The fund, a community project, was initiated Sept. 16 by the Akron Beacon Journal to do something tangible for New York following the Sept. 11 terrorist attack at the World Trade Center.
On Friday, the Beacon Journal will publish a 30-page special section listing the names of the nearly 50,000 people who donated to the fund.
Students at Otis Hatton Elementary School stood along a sidewalk, waving flags and cheering as the truck pulled up in front of their school.
Tom Grein, general manager of Aerialscope, the Richmond, Va., company that built the truck's boom unit, climbed down after extending the 95-foot ladder, shaking his head.
"I was fighting back a tear up there," he said, looking at the sea of smiling young faces at the school.
The truck made a series of stops, beginning at 7 a.m. at Acme No. 1 grocery store in Akron and finishing at 1 p.m. at Green High School, before continuing to a downtown Akron public dedication ceremony in the evening.
There was a wide ranging pride of ownership in the $850,000 fire truck.
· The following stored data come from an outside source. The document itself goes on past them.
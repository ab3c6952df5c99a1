//! Summary CLI command
//!
//! Net totals, the monthly expense breakdown and budget status, or a
//! per-category breakdown for an explicit date range.

use clap::Args;

use super::{parse_optional_date, Session};
use crate::display::{format_category_breakdown, format_summary, SummaryView};
use crate::error::{TrackerError, TrackerResult};
use crate::models::{Money, Transaction, TransactionType};

/// Arguments for `summary`
#[derive(Args)]
pub struct SummaryArgs {
    /// Reference date for the month and budget period (defaults to today)
    #[arg(short, long)]
    pub date: Option<String>,

    /// Start of a custom range; requires --to
    #[arg(long, requires = "to")]
    pub from: Option<String>,

    /// End of a custom range; requires --from
    #[arg(long, requires = "from")]
    pub to: Option<String>,
}

/// Handle the summary command
pub fn handle_summary_command(session: &Session, args: SummaryArgs) -> TrackerResult<()> {
    let ledger = &session.ledger;
    let currency = session.currency();

    let from = parse_optional_date(args.from.as_deref(), session.today)?;
    let to = parse_optional_date(args.to.as_deref(), session.today)?;

    if let (Some(start), Some(end)) = (from, to) {
        if start > end {
            return Err(TrackerError::Validation(
                "--from must not be after --to.".into(),
            ));
        }

        println!("--- Category Summary (Expense, {} to {}) ---", start, end);
        print!(
            "{}",
            format_category_breakdown(
                &ledger.category_summary(TransactionType::Expense, start, end),
                TransactionType::Expense,
                currency
            )
        );
        println!();
        println!("--- Category Summary (Income, {} to {}) ---", start, end);
        print!(
            "{}",
            format_category_breakdown(
                &ledger.category_summary(TransactionType::Income, start, end),
                TransactionType::Income,
                currency
            )
        );
        return Ok(());
    }

    let on = parse_optional_date(args.date.as_deref(), session.today)?.unwrap_or(session.today);

    let total_of = |kind: TransactionType| -> Money {
        ledger
            .iter()
            .filter(|t| t.kind() == kind)
            .map(Transaction::amount)
            .sum()
    };
    let monthly = ledger.monthly_expense_summary(on);
    let budget = ledger.budget_report_with_threshold(on, session.settings.warning_threshold_percent);

    let view = SummaryView {
        income: total_of(TransactionType::Income),
        expense: total_of(TransactionType::Expense),
        month: on,
        monthly_expenses: &monthly,
        budget: &budget,
    };
    print!("{}", format_summary(&view, currency));

    Ok(())
}
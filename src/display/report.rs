//! Summary and budget formatting
//!
//! Plain-text rendering of totals, the monthly category breakdown and the
//! budget tracking block.

use std::collections::BTreeMap;

use chrono::NaiveDate;

use crate::models::{BudgetReport, Money, TransactionType};

use super::separator;

const WIDTH: usize = 48;

/// Inputs for the summary view
#[derive(Debug, Clone)]
pub struct SummaryView<'a> {
    pub income: Money,
    pub expense: Money,
    pub month: NaiveDate,
    pub monthly_expenses: &'a BTreeMap<String, Money>,
    pub budget: &'a BudgetReport,
}

/// One-line net position
pub fn format_net_line(income: Money, expense: Money, currency: &str) -> String {
    format!(
        "Net: {} (Income: {} | Expense: {})",
        (income - expense).format_with_symbol(currency),
        income.format_with_symbol(currency),
        expense.format_with_symbol(currency)
    )
}

/// Per-category lines plus a total
pub fn format_category_breakdown(
    summary: &BTreeMap<String, Money>,
    kind: TransactionType,
    currency: &str,
) -> String {
    let mut output = String::new();

    if summary.is_empty() {
        output.push_str(match kind {
            TransactionType::Expense => "  (no expenses)\n",
            TransactionType::Income => "  (no income)\n",
        });
    }
    for (category, amount) in summary {
        output.push_str(&format!(
            "  {:<20} {:>12}\n",
            category,
            amount.format_with_symbol(currency)
        ));
    }

    let total: Money = summary.values().sum();
    output.push_str(&format!(
        "  {:<20} {:>12}\n",
        "Total",
        total.format_with_symbol(currency)
    ));
    output
}

/// The budget tracking block
pub fn format_budget_report(report: &BudgetReport, currency: &str) -> String {
    let mut output = String::new();

    output.push_str(&format!(
        "--- Budget Tracking ({}: {} to {}) ---\n",
        report.period, report.start, report.end
    ));
    output.push_str(&format!(
        "{} (Spent: {} / Limit: {})\n",
        report.status,
        report.spent.format_with_symbol(currency),
        report.limit.format_with_symbol(currency)
    ));
    output.push_str(&format!(
        "Remaining: {}\n",
        report.remaining.format_with_symbol(currency)
    ));
    output
}

/// Full summary screen
pub fn format_summary(view: &SummaryView<'_>, currency: &str) -> String {
    let mut output = String::new();

    output.push_str(&format_net_line(view.income, view.expense, currency));
    output.push('\n');
    output.push_str(&separator(WIDTH));
    output.push('\n');

    output.push_str(&format!(
        "Monthly expenses ({}):\n",
        view.month.format("%B %Y")
    ));
    output.push_str(&format_category_breakdown(
        view.monthly_expenses,
        TransactionType::Expense,
        currency,
    ));
    output.push('\n');

    output.push_str(&format_budget_report(view.budget, currency));
    output
}

#[cfg(test)]
mod tests {
    use super::*;
    use crate::models::{BudgetPeriod, BudgetStatus};

    fn date(y: i32, m: u32, d: u32) -> NaiveDate {
        NaiveDate::from_ymd_opt(y, m, d).unwrap()
    }

    fn report(status: BudgetStatus) -> BudgetReport {
        BudgetReport {
            period: BudgetPeriod::Monthly,
            start: date(2024, 2, 1),
            end: date(2024, 2, 29),
            limit: Money::from_cents(100_000),
            spent: Money::from_cents(85_000),
            remaining: Money::from_cents(15_000),
            status,
        }
    }

    #[test]
    fn test_net_line_can_go_negative() {
        assert_eq!(
            format_net_line(Money::from_cents(1_000), Money::from_cents(2_550), "$"),
            "Net: -$15.50 (Income: $10.00 | Expense: $25.50)"
        );
    }

    #[test]
    fn test_category_breakdown() {
        let mut summary = BTreeMap::new();
        summary.insert("food".to_string(), Money::from_cents(1_250));
        summary.insert("rent".to_string(), Money::from_cents(50_000));

        let text = format_category_breakdown(&summary, TransactionType::Expense, "$");
        let lines: Vec<&str> = text.lines().collect();
        assert_eq!(lines.len(), 3);
        assert!(lines[0].contains("food") && lines[0].contains("$12.50"));
        assert!(lines[2].contains("Total") && lines[2].contains("$512.50"));
    }

    #[test]
    fn test_empty_breakdown() {
        let text = format_category_breakdown(&BTreeMap::new(), TransactionType::Expense, "$");
        assert!(text.contains("(no expenses)"));

        let text = format_category_breakdown(&BTreeMap::new(), TransactionType::Income, "$");
        assert!(text.contains("(no income)"));
        assert!(!text.contains("expenses"));
        assert!(text.contains("$0.00"));
    }

    #[test]
    fn test_budget_block() {
        let text = format_budget_report(&report(BudgetStatus::ApproachingLimit), "$");
        assert!(text.contains("--- Budget Tracking (MONTHLY: 2024-02-01 to 2024-02-29) ---"));
        assert!(text.contains("APPROACHING LIMIT (Spent: $850.00 / Limit: $1000.00)"));
        assert!(text.contains("Remaining: $150.00"));
    }

    #[test]
    fn test_full_summary() {
        let mut monthly = BTreeMap::new();
        monthly.insert("food".to_string(), Money::from_cents(85_000));
        let budget = report(BudgetStatus::ApproachingLimit);
        let view = SummaryView {
            income: Money::from_cents(200_000),
            expense: Money::from_cents(85_000),
            month: date(2024, 2, 10),
            monthly_expenses: &monthly,
            budget: &budget,
        };

        let text = format_summary(&view, "$");
        assert!(text.starts_with("Net: $1150.00"));
        assert!(text.contains("Monthly expenses (February 2024):"));
        assert!(text.contains("Budget Tracking"));
    }
}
Mary Jane Eshleman, 89, contributed to the fund in a collection taken among the Center Towers senior citizen residents. Eshleman seemed apologetic when she said she had contributed "only $5" to the fund. But small donations were encouraged, and nearly $1.5 million was raised.
The fund also purchased two ambulances and three police cruisers.
The vehicles were dedicated in a ceremony Tuesday evening. New York Assistant Fire Commissioner Tom McDonald was present, along with Akron Mayor Don Plusquellic, Beacon Journal Publisher James Crutchfield and columnist David Giffels.
"I'm here today to say thank you," McDonald told several hundred people. "This is an emotional thing for me. On Sept. 11, I was there. By the grace of God, I went in one direction and my friends went in another."
Among the thousands who died were 343 New York City firefighters, 23 New York City police officers and 37 New York City port authority officers, McDonald said.
"These numbers are a bit more personal for me," he said, his voice breaking. "They represent my friends."